#### What is being asked:
Beginning with the line that contains "pub type Result<T>" in the material below, print each line exactly until the line that contains "let expanded = expand_home(path);" has been printed, then stop.

#### Data records:
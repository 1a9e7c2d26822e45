//! Backend API key resolution.
//!
//! A backend's key may come from, in priority order:
//!
//! 1. **Direct value** - `api_key` in the config (local testing only)
//! 2. **File reference** - `api_key_file`, e.g. a Docker secret under `/run/secrets`
//! 3. **Env var reference** - `api_key_env_var`, e.g. `ANTHROPIC_API_KEY`
//!
//! Backends with no source configured (self-hosted endpoints) run without a key.

use secrecy::SecretString;
use std::fs;

use crate::config::BackendConfig;

#[derive(Debug, thiserror::Error)]
pub enum SecretError {
    #[error("No secret source provided (need one of: direct value, file path, or env var name)")]
    NoSourceProvided,

    #[error("Failed to read secret from file '{path}': {source}")]
    FileReadError {
        path: String,
        #[source]
        source: std::io::Error,
    },

    #[error("Environment variable '{name}' not set")]
    EnvVarNotSet { name: String },

    #[error("Environment variable '{name}' contains invalid UTF-8")]
    EnvVarNotUnicode { name: String },
}

pub type Result<T> = std::result::Result<T, SecretError>;

/// Resolves a secret from the first non-empty source: direct value, file
/// contents, then environment variable. Values are trimmed.
pub fn resolve_secret(
    direct: Option<&str>,
    file_path: Option<&str>,
    env_var: Option<&str>,
) -> Result<SecretString> {
    if let Some(value) = direct.filter(|v| !v.is_empty()) {
        return Ok(SecretString::from(value.to_string()));
    }

    if let Some(path) = file_path.filter(|p| !p.is_empty()) {
        let expanded = expand_home(path);
        return match fs::read_to_string(&expanded) {
            Ok(content) => Ok(SecretString::from(content.trim().to_string())),
            Err(e) => Err(SecretError::FileReadError {
                path: expanded,
                source: e,
            }),
        };
    }

    if let Some(var_name) = env_var.filter(|v| !v.is_empty()) {
        return match std::env::var(var_name) {
            Ok(value) => Ok(SecretString::from(value.trim())),
            Err(std::env::VarError::NotPresent) => Err(SecretError::EnvVarNotSet {
                name: var_name.to_string(),
            }),
            Err(std::env::VarError::NotUnicode(_)) => Err(SecretError::EnvVarNotUnicode {
                name: var_name.to_string(),
            }),
        };
    }

    Err(SecretError::NoSourceProvided)
}

/// Resolves the API key of a backend. `Ok(None)` when the backend has no
/// key source configured at all.
pub fn resolve_api_key(backend: &BackendConfig) -> Result<Option<SecretString>> {
    match resolve_secret(
        backend.api_key.as_deref(),
        backend.api_key_file.as_deref(),
        backend.api_key_env_var.as_deref(),
    ) {
        Ok(secret) => Ok(Some(secret)),
        Err(SecretError::NoSourceProvided) => Ok(None),
        Err(e) => Err(e),
    }
}

/// Expands a leading `~` to the current user's home directory.
/// `~user/path` is not supported.
fn expand_home(path: &str) -> String {
    if path == "~" || path.starts_with("~/") {
        if let Some(home) = dirs::home_dir() {
            let home = home.to_string_lossy();
            if path == "~" {
                return home.into_owned();
            }
            return path.replacen('~', &home, 1);
        }
    }
    path.to_string()
}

#### Solved exercise:
pub type Result<T> = std::result::Result<T, SecretError>;

/// Resolves a secret from the first non-empty source: direct value, file
/// contents, then environment variable. Values are trimmed.
pub fn resolve_secret(
    direct: Option<&str>,
    file_path: Option<&str>,
    env_var: Option<&str>,
) -> Result<SecretString> {
    if let Some(value) = direct.filter(|v| !v.is_empty()) {
        return Ok(SecretString::from(value.to_string()));
    }

    if let Some(path) = file_path.filter(|p| !p.is_empty()) {
        let expanded = expand_home(path);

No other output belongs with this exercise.